Jangan Biarkan Waria Dilecehkan

Sabtu, 01 Mei 2010 | 00:58 WIB

Penyerbuan oleh Front Pembela Islam terhadap sekelompok waria di Depok, Jawa Barat, kemarin sungguh memprihatinkan. Dengan alasan apa pun, kekerasan seperti ini tak bisa dibenarkan, dan seharusnya polisi tidak membiarkannya. Sebab, setiap orang yang hidup di negeri ini jelas berhak atas perlakuan dan perlindungan yang sama di depan hukum.

Perlakuan buruk itu dialami para waria justru ketika mereka menjalani semacam kursus tentang hak asasi manusia yang diberikan oleh Komisi Nasional Hak Asasi Manusia. Lembaga yang didirikan negara untuk menegakkan hak asasi manusia di negeri ini tersebut seolah dilecehkan. Itu sebabnya, penegak hukum harus mengusut kejadian ini.

Tindakan yang tegas secara hukum amat penting dilakukan karena kejadian seperti ini bukanlah yang pertama. Selama ini komunitas waria kerap mendapat teror dan serangan fisik. Mereka tidak leluasa mengikuti kegiatan sebagaimana layaknya kelompok masyarakat yang lain. Beberapa tahun lalu, misalnya, sekelompok orang tiba-tiba menyerbu acara lembaga Gesang Solo yang sedang melakukan sosialisasi HIV dan AIDS kepada para waria.

Serangan seperti itu menambah derita kaum waria, yang telah termarginalkan. Mereka tak mungkin leluasa bekerja di lembaga pemerintah jika tidak menanggalkan atau menyembunyikan kewariaannya. Kaum waria juga kesulitan menduduki jabatan publik. Harus diakui, masalah ini amat sensitif. Pengakuan atas waria sebagai jenis kelamin sendiri jelas akan mengundang polemik yang sengit. Di dunia ini pun hanya segelintir negara yang telah mengakuinya. Tapi setidaknya pemerintah harus melindungi hak mereka yang paling mendasar, yakni mendapat rasa aman.

Hak mereka untuk bebas dari rasa takut pun dijamin oleh konstitusi. Undang-Undang Nomor 39 Tahun 1999 tentang Hak Asasi Manusia jelas pula melindungi semua orang dari perlakuan diskriminasi. Ditegaskan pula dalam pasal 5 undang-undang ini bahwa setiap orang yang termasuk kelompok masyarakat yang rentan berhak memperoleh perlakuan dan perlindungan lebih berkenaan dengan kekhususannya.

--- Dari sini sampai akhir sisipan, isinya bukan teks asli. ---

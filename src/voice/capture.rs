//! Bounded capture of one spoken command.

use std::sync::Arc;
use std::time::Duration;

use tracing::debug;

use super::audio::{AudioInput, AudioSource, chunks_for, rms};
use super::endpoint::{EndpointConfig, EndpointEvent, Endpointer};
use super::transcription::Transcriber;
use super::types::CaptureError;
use crate::config::VoiceSettings;

/// Lowest threshold calibration may produce; keeps a silent room from
/// turning every click into speech
const MIN_THRESHOLD: f32 = 50.0;

/// Records and transcribes one command
pub trait CommandRecognizer: Send + Sync {
    /// Lowercased transcript of the next utterance that starts within `timeout`
    fn capture(&self, timeout: Duration) -> Result<String, CaptureError>;
}

/// Microphone + endpointer + speech-to-text
pub struct CommandCapture {
    input: Arc<dyn AudioInput>,
    transcriber: Arc<dyn Transcriber>,
    settings: VoiceSettings,
}

impl CommandCapture {
    pub fn new(
        input: Arc<dyn AudioInput>,
        transcriber: Arc<dyn Transcriber>,
        settings: VoiceSettings,
    ) -> Self {
        Self {
            input,
            transcriber,
            settings,
        }
    }

    fn chunks(&self, secs: f32) -> usize {
        chunks_for(
            secs,
            self.settings.capture_chunk_samples,
            self.input.sample_rate(),
        )
    }

    /// Measure ambient noise and derive the speech threshold from it
    fn calibrate(&self, source: &mut dyn AudioSource) -> Result<f32, CaptureError> {
        if self.settings.ambient_calibration <= 0.0 {
            return Ok(self.settings.energy_threshold);
        }

        let mut total = 0.0f32;
        let mut count = 0usize;
        for _ in 0..self.chunks(self.settings.ambient_calibration) {
            match source.next_chunk()? {
                Some(chunk) => {
                    total += rms(&chunk);
                    count += 1;
                }
                None => break,
            }
        }

        if count == 0 {
            return Ok(self.settings.energy_threshold);
        }
        let ambient = total / count as f32;
        let threshold = (ambient * self.settings.dynamic_energy_ratio).max(MIN_THRESHOLD);
        debug!("Ambient level {:.1}, speech threshold {:.1}", ambient, threshold);
        Ok(threshold)
    }

    fn record(
        &self,
        source: &mut dyn AudioSource,
        threshold: f32,
        timeout: Duration,
    ) -> Result<Vec<i16>, CaptureError> {
        let mut endpointer = Endpointer::new(EndpointConfig {
            threshold,
            silence_chunks: self.chunks(self.settings.silence_duration),
            max_chunks: self.chunks(self.settings.phrase_limit),
        });
        let wait_chunks = self.chunks(timeout.as_secs_f32());
        let mut waited = 0usize;

        loop {
            let Some(chunk) = source.next_chunk()? else {
                return match endpointer.flush() {
                    Some(samples) => Ok(samples),
                    None => Err(CaptureError::Device("microphone stream ended".to_string())),
                };
            };

            match endpointer.push(&chunk) {
                EndpointEvent::Finished(samples) => return Ok(samples),
                EndpointEvent::Quiet => {
                    waited += 1;
                    if waited >= wait_chunks {
                        return Err(CaptureError::Timeout);
                    }
                }
                EndpointEvent::SpeechStarted | EndpointEvent::Speaking => {}
            }
        }
    }
}

impl CommandRecognizer for CommandCapture {
    fn capture(&self, timeout: Duration) -> Result<String, CaptureError> {
        let sample_rate = self.input.sample_rate();
        let samples = {
            let mut source = self.input.open(self.settings.capture_chunk_samples)?;
            let threshold = self.calibrate(source.as_mut())?;
            self.record(source.as_mut(), threshold, timeout)?
            // microphone released here, before the decoder runs
        };
        debug!("Captured {} samples", samples.len());

        let text = self.transcriber.transcribe(&samples, sample_rate)?;
        let text = text.trim().to_lowercase();
        if text.is_empty() {
            return Err(CaptureError::Unintelligible);
        }
        Ok(text)
    }
}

Kekerasan demi kekerasan yang terus terjadi terhadap kaum waria menunjukkan bahwa negara belum melakukan kewajibannya. Seharusnya tidak ada keraguan untuk membela dan melindungi mereka. Sebab, langkah itu bukanlah untuk melindungi kewariaan mereka, melainkan melindungi hak dan harkat mereka sebagai manusia.

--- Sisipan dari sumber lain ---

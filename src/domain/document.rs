/// A PDF whose extracted text lives in the document store
#[derive(Debug, Clone, PartialEq, Eq)]
pub struct StoredDocument {
    /// Auto-assigned row id, stable for the lifetime of the record
    pub id: i64,
    /// Base name of the uploaded file; unique across the store
    pub filename: String,
    /// Full extracted text
    pub content: String,
}

/// Result of inserting a document
#[derive(Debug, Clone, Copy, PartialEq, Eq)]
pub enum InsertOutcome {
    Inserted { id: i64 },
    /// A record with the same filename exists; its content was left untouched
    AlreadyExists,
}

/// Result of deleting a document by name
#[derive(Debug, Clone, Copy, PartialEq, Eq)]
pub enum DeleteOutcome {
    Deleted,
    NotFound,
}

/// Result of a keyword search inside one document
#[derive(Debug, Clone, PartialEq, Eq)]
pub enum SearchOutcome {
    DocumentNotFound,
    NoMatches,
    /// Matching lines in document order
    Matches(Vec<String>),
}

impl SearchOutcome {
    /// Human readable summary used by the log pane
    pub fn describe(&self, filename: &str, keyword: &str) -> String {
        match self {
            SearchOutcome::DocumentNotFound => format!("No content found in {}.", filename),
            SearchOutcome::NoMatches => {
                format!("No matches found for '{}' in {}.", keyword, filename)
            }
            SearchOutcome::Matches(lines) => lines.join("\n\n"),
        }
    }
}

Perlindungan terhadap hak dasar kaum waria pada akhirnya juga akan bermanfaat bagi masyarakat luas. Ini akan membuat komunitas waria menjadi lebih terbuka, sehingga aneka program yang penting untuk kelompok ini bisa dengan gampang diselenggarakan. Misalnya penyuluhan HIV dan AIDS seperti yang pernah dilakukan lembaga Gesang Solo.

Sungguh berbahaya jika kekerasan terhadap waria dibiarkan. Sebab, negara bukan hanya dianggap tidak berdaya mengatasi anarkisme, tapi juga tak mampu melindungi seluruh rakyatnya.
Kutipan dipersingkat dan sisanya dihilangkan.